> Activity: Your reply should consist solely of the lines from the start of the material below through the line containing "rule schema XML", reproduced exactly.

> Supplied records:
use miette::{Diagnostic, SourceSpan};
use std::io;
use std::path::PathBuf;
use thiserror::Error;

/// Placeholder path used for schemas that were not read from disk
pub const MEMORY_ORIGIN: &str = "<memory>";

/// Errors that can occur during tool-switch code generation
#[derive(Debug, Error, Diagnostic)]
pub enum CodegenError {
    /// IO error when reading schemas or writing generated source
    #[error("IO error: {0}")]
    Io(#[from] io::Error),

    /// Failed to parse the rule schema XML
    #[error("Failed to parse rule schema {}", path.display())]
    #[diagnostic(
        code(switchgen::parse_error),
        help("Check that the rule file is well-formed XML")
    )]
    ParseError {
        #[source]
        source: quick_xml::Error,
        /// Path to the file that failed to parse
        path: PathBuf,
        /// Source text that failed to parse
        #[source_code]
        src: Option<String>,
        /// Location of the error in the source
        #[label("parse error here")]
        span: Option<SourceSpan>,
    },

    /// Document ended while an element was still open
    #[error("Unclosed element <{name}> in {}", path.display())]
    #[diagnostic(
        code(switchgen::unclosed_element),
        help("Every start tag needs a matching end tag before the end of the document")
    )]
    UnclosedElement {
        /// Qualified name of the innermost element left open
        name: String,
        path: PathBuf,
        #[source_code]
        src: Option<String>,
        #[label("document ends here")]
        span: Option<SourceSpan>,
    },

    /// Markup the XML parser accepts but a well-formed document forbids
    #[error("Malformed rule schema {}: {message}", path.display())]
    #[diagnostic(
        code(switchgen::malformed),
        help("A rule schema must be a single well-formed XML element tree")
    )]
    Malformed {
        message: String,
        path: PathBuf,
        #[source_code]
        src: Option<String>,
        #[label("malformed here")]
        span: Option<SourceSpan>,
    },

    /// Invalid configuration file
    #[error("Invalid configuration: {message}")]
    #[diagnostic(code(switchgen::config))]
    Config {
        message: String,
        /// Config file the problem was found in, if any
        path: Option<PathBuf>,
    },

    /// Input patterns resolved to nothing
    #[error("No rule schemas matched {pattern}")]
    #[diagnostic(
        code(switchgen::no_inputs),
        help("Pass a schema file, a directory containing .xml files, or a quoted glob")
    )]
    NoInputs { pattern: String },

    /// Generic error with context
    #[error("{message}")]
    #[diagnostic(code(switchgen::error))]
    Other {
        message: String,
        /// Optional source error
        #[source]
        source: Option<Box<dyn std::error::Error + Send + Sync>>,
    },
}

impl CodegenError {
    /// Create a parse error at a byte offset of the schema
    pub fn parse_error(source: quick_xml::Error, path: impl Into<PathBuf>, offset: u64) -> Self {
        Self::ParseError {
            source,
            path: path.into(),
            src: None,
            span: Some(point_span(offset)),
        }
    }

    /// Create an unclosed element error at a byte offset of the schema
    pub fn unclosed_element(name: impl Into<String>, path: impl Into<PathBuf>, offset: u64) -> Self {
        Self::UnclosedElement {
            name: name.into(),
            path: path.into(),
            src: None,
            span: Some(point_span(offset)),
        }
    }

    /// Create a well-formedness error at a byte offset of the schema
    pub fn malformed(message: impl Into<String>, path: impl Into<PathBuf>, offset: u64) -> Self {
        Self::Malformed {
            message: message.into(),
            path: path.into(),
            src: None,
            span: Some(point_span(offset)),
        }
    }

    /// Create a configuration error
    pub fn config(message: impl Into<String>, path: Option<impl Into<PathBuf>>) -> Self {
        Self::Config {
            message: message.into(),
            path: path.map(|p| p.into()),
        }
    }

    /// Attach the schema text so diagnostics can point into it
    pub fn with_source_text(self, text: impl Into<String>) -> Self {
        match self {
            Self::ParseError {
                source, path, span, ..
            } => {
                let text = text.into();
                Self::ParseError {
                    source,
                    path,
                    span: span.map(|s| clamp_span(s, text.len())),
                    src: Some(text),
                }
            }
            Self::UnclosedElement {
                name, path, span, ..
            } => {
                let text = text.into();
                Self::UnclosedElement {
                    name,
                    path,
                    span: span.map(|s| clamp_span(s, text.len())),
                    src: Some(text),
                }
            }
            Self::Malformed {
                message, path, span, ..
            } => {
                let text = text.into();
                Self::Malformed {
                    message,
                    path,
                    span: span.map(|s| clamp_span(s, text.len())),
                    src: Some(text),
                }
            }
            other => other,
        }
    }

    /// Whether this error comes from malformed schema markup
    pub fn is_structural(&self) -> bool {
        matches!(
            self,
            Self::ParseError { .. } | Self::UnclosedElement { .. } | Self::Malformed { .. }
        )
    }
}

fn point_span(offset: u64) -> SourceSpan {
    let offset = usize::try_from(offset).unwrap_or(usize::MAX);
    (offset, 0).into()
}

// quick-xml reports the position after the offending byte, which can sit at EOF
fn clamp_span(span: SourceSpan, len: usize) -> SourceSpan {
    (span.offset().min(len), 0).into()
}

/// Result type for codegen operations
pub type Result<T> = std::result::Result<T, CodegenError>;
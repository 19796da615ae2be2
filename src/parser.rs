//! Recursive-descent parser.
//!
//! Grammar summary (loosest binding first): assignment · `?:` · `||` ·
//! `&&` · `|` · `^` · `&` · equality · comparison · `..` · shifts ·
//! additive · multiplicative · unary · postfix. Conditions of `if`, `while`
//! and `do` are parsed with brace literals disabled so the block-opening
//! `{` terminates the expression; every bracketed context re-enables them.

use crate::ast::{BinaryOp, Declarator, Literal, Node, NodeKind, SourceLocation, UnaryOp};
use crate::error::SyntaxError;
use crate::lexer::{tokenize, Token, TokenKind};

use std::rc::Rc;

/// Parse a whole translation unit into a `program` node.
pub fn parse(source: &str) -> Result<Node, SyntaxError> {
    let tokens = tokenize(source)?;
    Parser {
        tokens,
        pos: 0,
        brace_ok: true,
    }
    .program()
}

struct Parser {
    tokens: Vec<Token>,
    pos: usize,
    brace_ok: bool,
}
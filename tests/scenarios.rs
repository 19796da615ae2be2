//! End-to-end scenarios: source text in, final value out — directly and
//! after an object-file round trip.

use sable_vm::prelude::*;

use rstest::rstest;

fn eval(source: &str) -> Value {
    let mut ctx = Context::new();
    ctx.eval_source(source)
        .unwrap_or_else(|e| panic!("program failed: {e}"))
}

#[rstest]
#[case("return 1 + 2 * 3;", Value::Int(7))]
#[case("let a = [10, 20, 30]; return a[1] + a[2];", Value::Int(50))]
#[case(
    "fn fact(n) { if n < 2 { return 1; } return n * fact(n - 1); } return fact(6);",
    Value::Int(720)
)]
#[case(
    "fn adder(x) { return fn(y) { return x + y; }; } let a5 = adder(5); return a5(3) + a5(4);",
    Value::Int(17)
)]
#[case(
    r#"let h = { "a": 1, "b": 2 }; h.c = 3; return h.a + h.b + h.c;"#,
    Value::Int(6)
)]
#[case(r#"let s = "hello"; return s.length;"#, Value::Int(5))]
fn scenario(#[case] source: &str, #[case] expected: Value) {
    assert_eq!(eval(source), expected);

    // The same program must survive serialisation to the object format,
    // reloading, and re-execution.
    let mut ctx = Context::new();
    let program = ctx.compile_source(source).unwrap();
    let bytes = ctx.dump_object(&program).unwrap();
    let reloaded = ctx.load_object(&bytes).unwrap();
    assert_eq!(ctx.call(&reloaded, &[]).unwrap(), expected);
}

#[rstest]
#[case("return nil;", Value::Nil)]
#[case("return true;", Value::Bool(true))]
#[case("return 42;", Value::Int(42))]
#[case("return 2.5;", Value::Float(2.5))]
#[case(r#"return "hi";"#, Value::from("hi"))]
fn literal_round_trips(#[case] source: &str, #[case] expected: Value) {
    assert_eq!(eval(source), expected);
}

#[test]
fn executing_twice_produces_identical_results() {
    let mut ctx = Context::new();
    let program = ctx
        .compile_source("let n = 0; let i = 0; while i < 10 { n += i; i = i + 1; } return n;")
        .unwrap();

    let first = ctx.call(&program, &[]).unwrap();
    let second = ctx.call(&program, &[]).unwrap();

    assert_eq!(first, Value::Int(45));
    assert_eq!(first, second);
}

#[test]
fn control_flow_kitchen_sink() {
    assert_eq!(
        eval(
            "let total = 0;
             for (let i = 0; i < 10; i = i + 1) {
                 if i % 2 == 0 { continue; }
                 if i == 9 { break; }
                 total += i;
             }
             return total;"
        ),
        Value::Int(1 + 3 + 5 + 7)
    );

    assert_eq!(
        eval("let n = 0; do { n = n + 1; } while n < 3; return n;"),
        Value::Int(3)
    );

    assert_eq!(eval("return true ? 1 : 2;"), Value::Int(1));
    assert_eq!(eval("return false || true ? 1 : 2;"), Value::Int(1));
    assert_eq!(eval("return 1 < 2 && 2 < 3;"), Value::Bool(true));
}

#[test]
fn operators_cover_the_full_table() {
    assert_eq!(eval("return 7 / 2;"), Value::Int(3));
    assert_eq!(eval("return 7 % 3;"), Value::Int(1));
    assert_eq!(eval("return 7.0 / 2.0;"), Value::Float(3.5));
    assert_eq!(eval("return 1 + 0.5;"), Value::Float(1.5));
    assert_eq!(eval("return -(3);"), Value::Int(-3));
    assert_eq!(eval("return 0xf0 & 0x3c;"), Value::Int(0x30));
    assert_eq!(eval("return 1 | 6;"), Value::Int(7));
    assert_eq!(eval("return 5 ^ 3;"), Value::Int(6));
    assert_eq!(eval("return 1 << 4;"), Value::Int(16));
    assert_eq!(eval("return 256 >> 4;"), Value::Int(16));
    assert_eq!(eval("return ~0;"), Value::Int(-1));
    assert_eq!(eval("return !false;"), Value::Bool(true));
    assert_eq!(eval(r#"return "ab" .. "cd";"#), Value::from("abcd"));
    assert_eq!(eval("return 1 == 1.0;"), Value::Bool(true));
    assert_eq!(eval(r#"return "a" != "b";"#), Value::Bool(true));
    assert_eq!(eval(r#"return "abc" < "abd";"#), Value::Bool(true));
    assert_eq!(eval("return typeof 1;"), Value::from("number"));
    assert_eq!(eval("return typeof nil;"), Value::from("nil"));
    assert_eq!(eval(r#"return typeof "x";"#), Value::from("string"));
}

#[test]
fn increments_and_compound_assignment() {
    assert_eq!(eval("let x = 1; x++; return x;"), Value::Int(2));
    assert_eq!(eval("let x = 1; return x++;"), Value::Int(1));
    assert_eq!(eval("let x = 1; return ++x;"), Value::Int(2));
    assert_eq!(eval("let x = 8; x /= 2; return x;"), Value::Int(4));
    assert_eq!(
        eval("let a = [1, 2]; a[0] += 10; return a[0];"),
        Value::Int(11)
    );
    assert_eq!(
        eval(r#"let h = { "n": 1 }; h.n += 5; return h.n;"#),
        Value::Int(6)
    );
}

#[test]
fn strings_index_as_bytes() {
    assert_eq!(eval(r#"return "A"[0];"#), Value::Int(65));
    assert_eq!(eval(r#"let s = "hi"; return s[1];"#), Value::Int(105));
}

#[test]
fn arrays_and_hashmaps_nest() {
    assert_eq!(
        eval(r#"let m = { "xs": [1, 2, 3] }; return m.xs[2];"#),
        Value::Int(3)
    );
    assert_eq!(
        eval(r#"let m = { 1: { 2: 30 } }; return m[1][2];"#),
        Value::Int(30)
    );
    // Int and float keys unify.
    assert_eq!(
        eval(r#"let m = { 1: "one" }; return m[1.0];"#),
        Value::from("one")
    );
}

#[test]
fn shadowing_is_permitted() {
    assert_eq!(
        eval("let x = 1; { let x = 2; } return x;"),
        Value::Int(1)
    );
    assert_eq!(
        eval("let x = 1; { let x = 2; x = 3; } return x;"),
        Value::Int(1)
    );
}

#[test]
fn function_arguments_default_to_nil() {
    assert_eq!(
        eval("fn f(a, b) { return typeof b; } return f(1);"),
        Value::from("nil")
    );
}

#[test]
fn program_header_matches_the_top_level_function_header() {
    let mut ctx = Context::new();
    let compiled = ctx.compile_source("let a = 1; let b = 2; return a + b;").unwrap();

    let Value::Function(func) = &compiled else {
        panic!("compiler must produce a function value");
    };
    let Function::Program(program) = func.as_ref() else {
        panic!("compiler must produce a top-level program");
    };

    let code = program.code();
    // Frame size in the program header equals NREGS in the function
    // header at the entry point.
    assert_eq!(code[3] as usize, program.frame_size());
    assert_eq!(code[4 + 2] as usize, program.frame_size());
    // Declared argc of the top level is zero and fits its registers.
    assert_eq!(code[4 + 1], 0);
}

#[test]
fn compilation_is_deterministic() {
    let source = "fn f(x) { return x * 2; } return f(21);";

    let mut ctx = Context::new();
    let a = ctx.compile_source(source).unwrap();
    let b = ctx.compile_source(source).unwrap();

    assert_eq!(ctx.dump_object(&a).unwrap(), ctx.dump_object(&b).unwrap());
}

> Completed exercise:
use miette::{Diagnostic, SourceSpan};
use std::io;
use std::path::PathBuf;
use thiserror::Error;

/// Placeholder path used for schemas that were not read from disk
pub const MEMORY_ORIGIN: &str = "<memory>";

/// Errors that can occur during tool-switch code generation
#[derive(Debug, Error, Diagnostic)]
pub enum CodegenError {
    /// IO error when reading schemas or writing generated source
    #[error("IO error: {0}")]
    Io(#[from] io::Error),

    /// Failed to parse the rule schema XML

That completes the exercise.